REQUIRED ACTION: From the records below, output exactly the lines running from the line containing "history, oldest first." through the line containing "pub fn arrival_rate_hz(&self)", and no others.
--- TASK DATA Enclosed Below ---
//! Custom error types for the application.
//!
//! This module defines the error types shared across the crate. Using the `thiserror`
//! crate, it provides a centralized and consistent way to handle the different kinds of
//! errors that can occur, from configuration problems to transport failures.
//!
//! ## Error Hierarchy
//!
//! - **`ConfigError`**: Everything that can go wrong while loading and validating the robot
//!   configuration. These errors are fatal at startup: no ingestion or frame output happens
//!   without a complete, valid configuration.
//! - **`TelemetryError`**: The application-level error. It wraps `ConfigError`, I/O and
//!   transport problems so that adapters and the binary can use `?` throughout.
//!
//! Line parse failures are deliberately *not* part of this hierarchy. They are local,
//! non-fatal, and counted by the ingestor; see [`crate::parser::ParseError`].

use thiserror::Error;

/// Convenience alias for results using the application error type.
pub type AppResult<T> = std::result::Result<T, TelemetryError>;

/// Errors raised while loading or validating configuration.
#[derive(Error, Debug)]
pub enum ConfigError {
    #[error("Failed to load configuration: {0}")]
    Load(#[from] Box<figment::Error>),

    #[error("Configuration file not found: {0}")]
    NotFound(String),

    #[error("Must have exactly 6 legs (0-5). Missing legs: {0:?}")]
    MissingLegs(Vec<u8>),

    #[error("Must have exactly 6 legs (0-5). Extra legs: {0:?}")]
    ExtraLegs(Vec<String>),

    #[error("Leg {leg}: link_lengths must have 2 or 3 entries, got {count}")]
    LinkLengthCount { leg: u8, count: usize },

    #[error("Leg {leg}: joint_angle_offsets must have exactly 3 entries, got {count}")]
    OffsetCount { leg: u8, count: usize },

    #[error("Leg {leg}: link length {value} must be non-negative")]
    NegativeLinkLength { leg: u8, value: f64 },

    #[error("{field} must be a finite number")]
    NonFinite { field: String },

    #[error("Configuration validation error: {field}: {reason}")]
    Invalid { field: String, reason: String },

    #[error("Failed to serialize configuration: {0}")]
    Serialize(String),

    #[error("I/O error: {0}")]
    Io(#[from] std::io::Error),
}

impl From<figment::Error> for ConfigError {
    fn from(value: figment::Error) -> Self {
        ConfigError::Load(Box::new(value))
    }
}

impl ConfigError {
    /// Shorthand for a semantic validation failure on a named field.
    pub fn invalid(field: impl Into<String>, reason: impl Into<String>) -> Self {
        ConfigError::Invalid {
            field: field.into(),
            reason: reason.into(),
        }
    }
}

/// Application-level error.
#[derive(Error, Debug)]
pub enum TelemetryError {
    #[error(transparent)]
    Config(#[from] ConfigError),

    #[error("I/O error: {0}")]
    Io(#[from] std::io::Error),

    #[error("Transport error: {0}")]
    Transport(String),

    #[error("Serial port not connected")]
    SerialPortNotConnected,

    #[error("Serial support not enabled. Rebuild with --features serial")]
    SerialFeatureDisabled,

    #[error("Ingestion task failed: {0}")]
    Task(#[from] tokio::task::JoinError),
}

#[cfg(test)]
mod tests {
    use super::*;

    #[test]
    fn config_error_converts_into_telemetry_error() {
        let err: TelemetryError = ConfigError::MissingLegs(vec![3, 5]).into();
        assert!(matches!(err, TelemetryError::Config(ConfigError::MissingLegs(_))));
        assert_eq!(
            err.to_string(),
            "Must have exactly 6 legs (0-5). Missing legs: [3, 5]"
        );
    }

    #[test]
    fn invalid_helper_formats_field_and_reason() {
        let err = ConfigError::invalid("serial.baudrate", "must be one of 9600, 115200");
        assert_eq!(
            err.to_string(),
            "Configuration validation error: serial.baudrate: must be one of 9600, 115200"
        );
    }
}
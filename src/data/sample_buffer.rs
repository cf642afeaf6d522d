//! Latest-value store for per-leg samples with a bounded arrival history.
//!
//! The ingestion task writes into the buffer at whatever rate the serial link delivers,
//! while the frame loop reads it at a fixed rate. The two sides share the buffer through
//! an `Arc` and never hold a lock for longer than a single sample copy.
//!
//! # Concurrency contract
//! - One writer and any number of readers may use the buffer at the same time.
//! - [`LegSample`] is `Copy`; a slot is replaced as a whole under a write lock, so
//!   [`SampleBuffer::latest`] and [`SampleBuffer::snapshot`] never observe a torn sample.
//! - Once a leg has received a sample it always has one; there is no way to clear a slot.
//! - The history is guarded separately so that statistics readers never stall
//!   `latest`/`snapshot` callers.

use crate::geometry::{LegIndex, LEG_COUNT};
use crate::sample::LegSample;
use nalgebra::{Point3, Vector3};
use parking_lot::{Mutex, RwLock};
use std::collections::{BTreeMap, VecDeque};
use std::sync::atomic::{AtomicU64, Ordering};
use std::time::Instant;

/// History length used when none is configured.
pub const DEFAULT_HISTORY_CAPACITY: usize = 100;

/// A sample together with the host time it arrived.
#[derive(Debug, Clone, Copy, PartialEq)]
pub struct ReceivedSample {
    /// The sample as parsed
    pub sample: LegSample,
    /// Host arrival time
    pub received_at: Instant,
}

/// Thread-safe latest-sample-per-leg buffer.
#[derive(Debug)]
pub struct SampleBuffer {
    latest: RwLock<[Option<LegSample>; LEG_COUNT]>,
    history: Mutex<VecDeque<ReceivedSample>>,
    capacity: usize,
    received: [AtomicU64; LEG_COUNT],
}

impl Default for SampleBuffer {
    fn default() -> Self {
        Self::new(DEFAULT_HISTORY_CAPACITY)
    }
}

impl SampleBuffer {
    /// Creates an empty buffer keeping at most `history_capacity` recent samples
    /// (minimum 1).
    pub fn new(history_capacity: usize) -> Self {
        let capacity = history_capacity.max(1);
        Self {
            latest: RwLock::new([None; LEG_COUNT]),
            history: Mutex::new(VecDeque::with_capacity(capacity)),
            capacity,
            received: Default::default(),
        }
    }

    /// Stores `sample` as the latest for its leg.
    pub fn put(&self, sample: LegSample) {
        self.put_at(sample, Instant::now());
    }

    /// Stores `sample`, recording `received_at` as its arrival time.
    pub fn put_at(&self, sample: LegSample, received_at: Instant) {
        let slot = sample.leg_index.as_usize();
        self.latest.write()[slot] = Some(sample);
        self.received[slot].fetch_add(1, Ordering::Relaxed);

        let mut history = self.history.lock();
        if history.len() >= self.capacity {
            history.pop_front();
        }
        history.push_back(ReceivedSample {
            sample,
            received_at,
        });
    }

    /// Most recent sample for `leg`, or `None` if the leg has not reported yet.
    pub fn latest(&self, leg: LegIndex) -> Option<LegSample> {
        self.latest.read()[leg.as_usize()]
    }

    /// Consistent copy of the latest sample of every leg that has reported.
    pub fn snapshot(&self) -> BTreeMap<LegIndex, LegSample> {
        let slots = *self.latest.read();
        LegIndex::ALL
            .into_iter()
            .zip(slots)
            .filter_map(|(leg, slot)| slot.map(|sample| (leg, sample)))
            .collect()
    }

    /// Number of legs that have reported at least once.
    pub fn active_legs(&self) -> usize {
        self.latest.read().iter().filter(|slot| slot.is_some()).count()
    }

    /// Samples received for `leg` since creation.
    pub fn received_count(&self, leg: LegIndex) -> u64 {
        self.received[leg.as_usize()].load(Ordering::Relaxed)
    }

    /// Samples received for all legs since creation.
    pub fn total_received(&self) -> u64 {
        self.received.iter().map(|c| c.load(Ordering::Relaxed)).sum()
    }

    /// Maximum history length.
    pub fn capacity(&self) -> usize {
        self.capacity
    }

    /// Copy of the history, oldest first.
    pub fn history(&self) -> Vec<ReceivedSample> {
        self.history.lock().iter().copied().collect()
    }

    /// Arrival rate over the history window, in samples per second.
    ///
    /// Returns `None` with fewer than two samples or a zero-length window.
    pub fn arrival_rate_hz(&self) -> Option<f64> {
        let history = self.history.lock();
        let (first, last) = (history.front()?, history.back()?);
        let span = last.received_at.duration_since(first.received_at).as_secs_f64();
        if history.len() < 2 || span <= 0.0 {
            return None;
        }
        Some((history.len() - 1) as f64 / span)
    }

    /// Mean `body_xyz` over the last `window` samples of `leg` still in the history.
    ///
    /// Falls back to the latest sample when the history holds none for this leg.
    pub fn smoothed(&self, leg: LegIndex, window: usize) -> Option<Point3<f64>> {
        let window = window.max(1);
        let (sum, n) = {
            let history = self.history.lock();
            history
                .iter()
                .rev()
                .filter(|r| r.sample.leg_index == leg)
                .take(window)
                .fold((Vector3::zeros(), 0usize), |(sum, n), r| {
                    (sum + r.sample.body_xyz.coords, n + 1)
                })
        };
        if n == 0 {
            return self.latest(leg).map(|s| s.body_xyz);
        }
        Some(Point3::from(sum / n as f64))
    }
}

#[cfg(test)]
mod tests {
    use super::*;
    use std::sync::Arc;
    use std::time::Duration;

    fn sample(leg: u8, ts: u64, x: f64) -> LegSample {
        LegSample {
            leg_index: LegIndex::new(leg).unwrap(),
            robot_timestamp_us: ts,
            body_xyz: Point3::new(x, 0.0, 0.0),
            leg_xyz: Point3::origin(),
            raw_angles: [0.0; 3],
        }
    }

    #[test]
    fn absent_until_first_put() {
        let buffer = SampleBuffer::default();
        for leg in LegIndex::ALL {
            assert!(buffer.latest(leg).is_none());
        }
        assert!(buffer.snapshot().is_empty());

        buffer.put(sample(2, 1, 0.5));
        assert_eq!(buffer.latest(LegIndex::ALL[2]), Some(sample(2, 1, 0.5)));
        assert!(buffer.latest(LegIndex::ALL[1]).is_none());
        assert_eq!(buffer.active_legs(), 1);
    }

    #[test]
    fn last_value_wins() {
        let buffer = SampleBuffer::default();
        buffer.put(sample(0, 10, 1.0));
        buffer.put(sample(0, 5, 2.0));
        // arrival order wins, not robot timestamp
        assert_eq!(buffer.latest(LegIndex::ALL[0]).unwrap().robot_timestamp_us, 5);
        assert_eq!(buffer.received_count(LegIndex::ALL[0]), 2);
        assert_eq!(buffer.total_received(), 2);
    }

    #[test]
    fn snapshot_is_keyed_by_leg() {
        let buffer = SampleBuffer::default();
        buffer.put(sample(4, 1, 4.0));
        buffer.put(sample(1, 1, 1.0));
        let snapshot = buffer.snapshot();
        let legs: Vec<u8> = snapshot.keys().map(|l| l.get()).collect();
        assert_eq!(legs, vec![1, 4]);
        assert_eq!(snapshot[&LegIndex::ALL[4]].body_xyz.x, 4.0);
    }

    #[test]
    fn history_is_bounded() {
        let buffer = SampleBuffer::new(3);
        for ts in 0..10 {
            buffer.put(sample(0, ts, 0.0));
        }
        let history = buffer.history();
        assert_eq!(history.len(), 3);
        assert_eq!(history[0].sample.robot_timestamp_us, 7);
        assert_eq!(history[2].sample.robot_timestamp_us, 9);
        assert_eq!(buffer.received_count(LegIndex::ALL[0]), 10);
    }

    #[test]
    fn arrival_rate_over_window() {
        let buffer = SampleBuffer::new(10);
        assert!(buffer.arrival_rate_hz().is_none());
        let t0 = Instant::now();
        for i in 0..5u64 {
            buffer.put_at(sample(0, i, 0.0), t0 + Duration::from_millis(10 * i));
        }
        let rate = buffer.arrival_rate_hz().unwrap();
        assert!((rate - 100.0).abs() < 1e-6, "rate was {rate}");
    }

    #[test]
    fn smoothing_averages_recent_samples_of_one_leg() {
        let buffer = SampleBuffer::new(10);
        buffer.put(sample(0, 0, 1.0));
        buffer.put(sample(1, 0, 100.0));
        buffer.put(sample(0, 1, 2.0));
        buffer.put(sample(0, 2, 3.0));

        let p = buffer.smoothed(LegIndex::ALL[0], 2).unwrap();
        assert!((p.x - 2.5).abs() < 1e-12);
        let p = buffer.smoothed(LegIndex::ALL[0], 50).unwrap();
        assert!((p.x - 2.0).abs() < 1e-12);
        assert!(buffer.smoothed(LegIndex::ALL[3], 5).is_none());
    }

    #[test]
    fn concurrent_puts_on_other_legs_do_not_disturb_latest() {
        let buffer = Arc::new(SampleBuffer::new(16));
        buffer.put(sample(0, 7, 0.25));

        std::thread::scope(|scope| {
            for leg in 1..6u8 {
                let buffer = Arc::clone(&buffer);
                scope.spawn(move || {
                    for ts in 0..1000 {
                        buffer.put(sample(leg, ts, leg as f64));
                    }
                });
            }
            let reader = Arc::clone(&buffer);
            scope.spawn(move || {
                for _ in 0..1000 {
                    let snapshot = reader.snapshot();
                    assert_eq!(snapshot[&LegIndex::ALL[0]], sample(0, 7, 0.25));
                    for (leg, s) in &snapshot {
                        // whole-sample swaps: position always matches its leg
                        assert_eq!(s.body_xyz.x, if leg.get() == 0 { 0.25 } else { leg.get() as f64 });
                    }
                }
            });
        });

        assert_eq!(buffer.latest(LegIndex::ALL[0]), Some(sample(0, 7, 0.25)));
        for leg in 1..6u8 {
            let latest = buffer.latest(LegIndex::new(leg).unwrap()).unwrap();
            assert_eq!(latest.robot_timestamp_us, 999);
        }
        assert_eq!(buffer.total_received(), 1 + 5 * 1000);
    }
}
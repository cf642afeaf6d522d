//! Per-leg kinematic samples reported by the robot.

use crate::geometry::LegIndex;
use nalgebra::Point3;
use serde::{Deserialize, Serialize};

/// One inverse-kinematics report for a single leg.
///
/// Produced by [`crate::parser::parse`] from one telemetry line. Samples are small and
/// `Copy`, so replacing one in the sample buffer is a single whole-value swap.
///
/// # Fields
/// * `leg_index` - Reporting leg
/// * `robot_timestamp_us` - Controller clock in microseconds; each leg reports
///   independently, so this is not strictly increasing across legs
/// * `body_xyz` - Foot position in body coordinates, as computed by the robot
/// * `leg_xyz` - Foot position in the leg-local frame (diagnostic only)
/// * `raw_angles` - Uncorrected servo angles for coxa, femur and tibia, in radians
#[derive(Debug, Clone, Copy, PartialEq, Serialize, Deserialize)]
pub struct LegSample {
    /// Reporting leg
    pub leg_index: LegIndex,
    /// Controller timestamp (microseconds)
    pub robot_timestamp_us: u64,
    /// Foot position, body frame (meters)
    pub body_xyz: Point3<f64>,
    /// Foot position, leg frame (meters)
    pub leg_xyz: Point3<f64>,
    /// Raw servo angles: coxa, femur, tibia (radians)
    pub raw_angles: [f64; 3],
}

/// Prefix the walking controller puts in front of every IK line.
pub const DEFAULT_LINE_PREFIX: &str = "I (0) wbc: ";

/// Renders a sample in the controller's telemetry line format.
///
/// `prefix` is emitted verbatim before the timestamp group; the parser ignores it.
/// Values are printed with 6 decimals, so parsing the result reproduces the sample
/// to within `5e-7`.
pub fn format_wire_line(sample: &LegSample, prefix: &str) -> String {
    let b = &sample.body_xyz;
    let l = &sample.leg_xyz;
    let a = &sample.raw_angles;
    format!(
        "{prefix}({ts})Leg {leg} IK: BodyXYZ({:.6}, {:.6}, {:.6}) -> LegXYZ({:.6}, {:.6}, {:.6}) -> LegAng({:.6}, {:.6}, {:.6})",
        b.x,
        b.y,
        b.z,
        l.x,
        l.y,
        l.z,
        a[0],
        a[1],
        a[2],
        ts = sample.robot_timestamp_us,
        leg = sample.leg_index,
    )
}
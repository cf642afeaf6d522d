//! Sample storage shared between ingestion and frame assembly.
pub mod sample_buffer;

pub use sample_buffer::{ReceivedSample, SampleBuffer, DEFAULT_HISTORY_CAPACITY};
--- End of Enclosed TASK DATA ---
EXERCISE SOLUTION:
    /// Copy of the history, oldest first.
    pub fn history(&self) -> Vec<ReceivedSample> {
        self.history.lock().iter().copied().collect()
    }

    /// Arrival rate over the history window, in samples per second.
    ///
    /// Returns `None` with fewer than two samples or a zero-length window.
    pub fn arrival_rate_hz(&self) -> Option<f64> {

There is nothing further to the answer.